Sean Su, one of the day's speakers, a Taiwanese member of the Formosan Association for Public Affairs, estimated that over 3,000 people turned out for the day's events. Police officers in Times Square declined to offer an estimate. The number of protesters at the bustling street corner, who sat inside a rectangular metal barricade that stretched for two blocks, appeared to be in the hundreds.

Most of the demonstrators wore black t-shirts that read, "CHINA STOP THE TIBET GENOCIDE." Demonstrators said that China has been committing "cultural genocide," dominating the land of Tibet, brutalizing its people, and destroying its culture and traditions.

Lobsang Chundoy, 53, a Tibetan chemist who lives in Seattle, Washington, said that his home country has felt alien during visits over the past two decades.

"It's like being in someone else's country," he said. "If you go anywhere, you see Chinese."

For her part, Carlo, the member of the Tibetan Women's Association, who was born in Nepal, has never visited her parents' home country.

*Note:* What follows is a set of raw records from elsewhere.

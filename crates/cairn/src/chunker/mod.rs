//! Content-defined chunking
//!
//! Splits a byte stream into variable-sized chunks using a Rabin rolling
//! hash over a sliding window. A chunk boundary is declared at the first
//! offset past the minimum size where the low bits of the fingerprint are
//! all zero, so boundaries depend on content alone: identical data produces
//! identical chunks no matter where it sits in a file. Every chunk is named
//! by the SHA-256 digest of its bytes, which is what makes deduplication
//! work downstream.

use std::io::{self, ErrorKind, Read};

use bytes::Bytes;

use crate::id::Id;

pub const KIB: usize = 1024;
pub const MIB: usize = 1024 * KIB;

/// Irreducible polynomial of degree 53 over GF(2), used for the rolling
/// fingerprint. Must never change for a repository: boundaries (and with
/// them deduplication) depend on it.
const POLYNOMIAL: u64 = 0x3DA3358B4DC173;

/// Read buffer size for the underlying stream
const BUF_SIZE: usize = 64 * KIB;

/// Errors reported when constructing chunker parameters
#[derive(Debug, thiserror::Error)]
pub enum ChunkerError {
    #[error("window size must not be zero")]
    ZeroWindow,
    #[error("minimum chunk size {min} exceeds maximum {max}")]
    MinAboveMax { min: usize, max: usize },
    #[error("mask bits must be between 1 and 32, got {0}")]
    BadMaskBits(u32),
}

/// Degree of a polynomial over GF(2), -1 for the zero polynomial
fn deg(p: u64) -> i32 {
    63 - p.leading_zeros() as i32
}

/// Remainder of polynomial division over GF(2)
fn pol_mod(mut value: u64, p: u64) -> u64 {
    let dp = deg(p);
    while deg(value) >= dp {
        value ^= p << (deg(value) - dp);
    }
    value
}

/// Append one byte to a fingerprint, reducing modulo `p`
fn append_byte(fingerprint: u64, b: u8, p: u64) -> u64 {
    pol_mod((fingerprint << 8) | b as u64, p)
}

/// Immutable chunking configuration.
///
/// Constructed once when a repository is opened and handed to every
/// [`Chunker`]; there is no process-wide chunking state. The parameters must
/// stay stable for the lifetime of a repository, otherwise previously stored
/// chunks stop matching and deduplication degrades to nothing.
///
/// The precomputed tables implement the rolling update: `out_table` removes
/// the influence of the byte leaving the window, `mod_table` folds the
/// fingerprint's high byte back in during reduction.
#[derive(Clone)]
pub struct ChunkerParams {
    window_size: usize,
    min_size: usize,
    max_size: usize,
    mask_bits: u32,
    split_mask: u64,
    poly_shift: u32,
    out_table: [u64; 256],
    mod_table: [u64; 256],
}

impl ChunkerParams {
    /// Build parameters, precomputing the rolling hash tables.
    ///
    /// `mask_bits` selects the average chunk size: a boundary fires when the
    /// low `mask_bits` bits of the fingerprint are zero, so 20 bits yields
    /// roughly 1 MiB chunks.
    pub fn new(
        window_size: usize,
        min_size: usize,
        max_size: usize,
        mask_bits: u32,
    ) -> Result<Self, ChunkerError> {
        if window_size == 0 {
            return Err(ChunkerError::ZeroWindow);
        }
        if min_size > max_size {
            return Err(ChunkerError::MinAboveMax {
                min: min_size,
                max: max_size,
            });
        }
        if mask_bits == 0 || mask_bits > 32 {
            return Err(ChunkerError::BadMaskBits(mask_bits));
        }

        let k = deg(POLYNOMIAL);

        let mut out_table = [0u64; 256];
        for (b, entry) in out_table.iter_mut().enumerate() {
            // Influence of byte b once it has been shifted across the whole
            // window: XORing this removes it from the fingerprint.
            let mut fingerprint = append_byte(0, b as u8, POLYNOMIAL);
            for _ in 0..window_size - 1 {
                fingerprint = append_byte(fingerprint, 0, POLYNOMIAL);
            }
            *entry = fingerprint;
        }

        let mut mod_table = [0u64; 256];
        for (b, entry) in mod_table.iter_mut().enumerate() {
            let shifted = (b as u64) << k;
            *entry = pol_mod(shifted, POLYNOMIAL) | shifted;
        }

        Ok(ChunkerParams {
            window_size,
            min_size,
            max_size,
            mask_bits,
            split_mask: (1u64 << mask_bits) - 1,
            poly_shift: (k - 8) as u32,
            out_table,
            mod_table,
        })
    }

    pub fn window_size(&self) -> usize {
        self.window_size
    }

    pub fn min_size(&self) -> usize {
        self.min_size
    }

    pub fn max_size(&self) -> usize {
        self.max_size
    }

    pub fn mask_bits(&self) -> u32 {
        self.mask_bits
    }
}

impl Default for ChunkerParams {
    /// 64-byte window, 512 KiB minimum, 8 MiB maximum, ~1 MiB average
    fn default() -> Self {
        ChunkerParams::new(64, 512 * KIB, 8 * MIB, 20).expect("default parameters are valid")
    }
}

impl std::fmt::Debug for ChunkerParams {
    fn fmt(&self, f: &mut std::fmt::Formatter<'_>) -> std::fmt::Result {
        f.debug_struct("ChunkerParams")
            .field("window_size", &self.window_size)
            .field("min_size", &self.min_size)
            .field("max_size", &self.max_size)
            .field("mask_bits", &self.mask_bits)
            .finish()
    }
}

/// One content-defined chunk of an input stream
#[derive(Debug, Clone)]
pub struct Chunk {
    /// Offset of the first byte within the input
    pub start: u64,
    /// Number of bytes in the chunk
    pub length: usize,
    /// SHA-256 digest of the chunk bytes (the plaintext id)
    pub digest: Id,
    /// The chunk bytes themselves
    pub data: Bytes,
}

/// A one-shot content-defined splitter over a byte stream.
///
/// Yields a finite sequence of [`Chunk`]s whose concatenation is exactly the
/// input. The rolling state is re-seeded identically at the start of every
/// chunk, so boundary positions are a function of the content alone. The
/// sequence is not restartable; create a new chunker per input.
pub struct Chunker<R> {
    params: ChunkerParams,
    reader: R,

    buf: Vec<u8>,
    buf_pos: usize,
    buf_len: usize,
    eof: bool,

    window: Vec<u8>,
    wpos: usize,
    fingerprint: u64,

    // absolute offset in the input, and bytes in the current chunk
    pos: u64,
    start: u64,
    count: usize,
    chunk_data: Vec<u8>,
}

impl<R: Read> Chunker<R> {
    pub fn new(params: &ChunkerParams, reader: R) -> Self {
        let mut chunker = Chunker {
            params: params.clone(),
            reader,
            buf: vec![0; BUF_SIZE],
            buf_pos: 0,
            buf_len: 0,
            eof: false,
            window: vec![0; params.window_size],
            wpos: 0,
            fingerprint: 0,
            pos: 0,
            start: 0,
            count: 0,
            chunk_data: Vec::new(),
        };
        chunker.reset_fingerprint();
        chunker
    }

    /// Produce the next chunk, or `None` once the input is exhausted.
    ///
    /// The final chunk collects whatever trails the last boundary and may be
    /// shorter than the configured minimum size. Empty input yields no
    /// chunks at all.
    pub fn next_chunk(&mut self) -> io::Result<Option<Chunk>> {
        loop {
            if self.buf_pos >= self.buf_len {
                if !self.fill_buf()? {
                    if self.count > 0 {
                        return Ok(Some(self.take_chunk()));
                    }
                    return Ok(None);
                }
            }

            while self.buf_pos < self.buf_len {
                let b = self.buf[self.buf_pos];
                self.buf_pos += 1;

                self.slide(b);
                self.chunk_data.push(b);
                self.count += 1;
                self.pos += 1;

                let at_boundary = self.count >= self.params.min_size
                    && self.fingerprint & self.params.split_mask == 0;
                if at_boundary || self.count >= self.params.max_size {
                    return Ok(Some(self.take_chunk()));
                }
            }
        }
    }

    /// Refill the read buffer; false at end of input
    fn fill_buf(&mut self) -> io::Result<bool> {
        if self.eof {
            return Ok(false);
        }
        loop {
            match self.reader.read(&mut self.buf) {
                Ok(0) => {
                    self.eof = true;
                    return Ok(false);
                }
                Ok(n) => {
                    self.buf_pos = 0;
                    self.buf_len = n;
                    return Ok(true);
                }
                Err(err) if err.kind() == ErrorKind::Interrupted => continue,
                Err(err) => return Err(err),
            }
        }
    }

    fn take_chunk(&mut self) -> Chunk {
        let data = Bytes::from(std::mem::take(&mut self.chunk_data));
        let chunk = Chunk {
            start: self.start,
            length: data.len(),
            digest: Id::digest(&data),
            data,
        };

        self.start = self.pos;
        self.count = 0;
        self.reset_fingerprint();

        chunk
    }

    /// Re-seed the rolling state: zeroed window, then a single one byte slid
    /// in so the fingerprint cannot sit at zero and fire a boundary
    /// immediately. Every chunk starts from this exact state.
    fn reset_fingerprint(&mut self) {
        self.window.fill(0);
        self.wpos = 0;
        self.fingerprint = 0;
        self.slide(1);
    }

    fn slide(&mut self, b: u8) {
        let out = self.window[self.wpos] as usize;
        self.window[self.wpos] = b;
        self.fingerprint ^= self.params.out_table[out];
        self.wpos += 1;
        if self.wpos >= self.window.len() {
            self.wpos = 0;
        }

        // append b: the mod table keeps the fingerprint fully reduced, so
        // the high byte used as the table index is always below 256
        let index = (self.fingerprint >> self.params.poly_shift) as usize;
        self.fingerprint <<= 8;
        self.fingerprint |= b as u64;
        self.fingerprint ^= self.params.mod_table[index];
    }
}

impl<R: Read> Iterator for Chunker<R> {
    type Item = io::Result<Chunk>;

    fn next(&mut self) -> Option<Self::Item> {
        self.next_chunk().transpose()
    }
}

She said that many people of Tibetan descent and of her age were born elsewhere, because their parents had escaped after the Chinese occupied Tibet in 1951.

Carlo said that obtaining a visa to Tibet is difficult, especially since the Chinese government will regularly "check on" members of Tibetan organizations outside China.

Tibet has experienced an intense crackdown during the Olympics, organizers said, estimating that over 140 Tibetans have been killed, and 500 injured, since the beginning of the games.

The Chinese government has also detained meddling visitors from abroad. Last Tuesday, five American members of Students for a Free Tibet, an international advocacy group that helped organize today's human chain, were arrested in Beijing for displaying a banner next to the Beijing National Stadium that read "free Tibet." That same day, Beijing police arrested James Powderly, a New York City-based graffiti artist, for projecting the message "Free Tibet" on buildings using a specially-designed green laser.

In Times Square, the only disruption or counter-demonstration was a burly, blustering Caucasian man carrying a stack of China Daily newspapers, who intermittently showed up to bark at the crowd, accusing "Taiwan" of being a "tool of the CIA."

At one point, he yelled, "CIA tools! CIA tools, that's all you are!"

When the speeches came to an end, the activists sang the Tibetan national anthem for seven dramatic minutes. All the while, kitty-corner to them, the latest Olympic scores flashed across the Dow Jones ticker.

Once the Olympics come to an end, according to Nick Dulotta, 20, a member of Students for a Free Tibet, community and advocacy groups in New York plan to escalate pro-Tibet activities. He added that the most important day will be March 10, 2009, the fiftieth anniversary of the Tibetan uprising, when a mass anti-occupation revolt spread across the region.

"I think that we'll see even more dedication, more increased action, more support from around the world," he said. "Now is the time."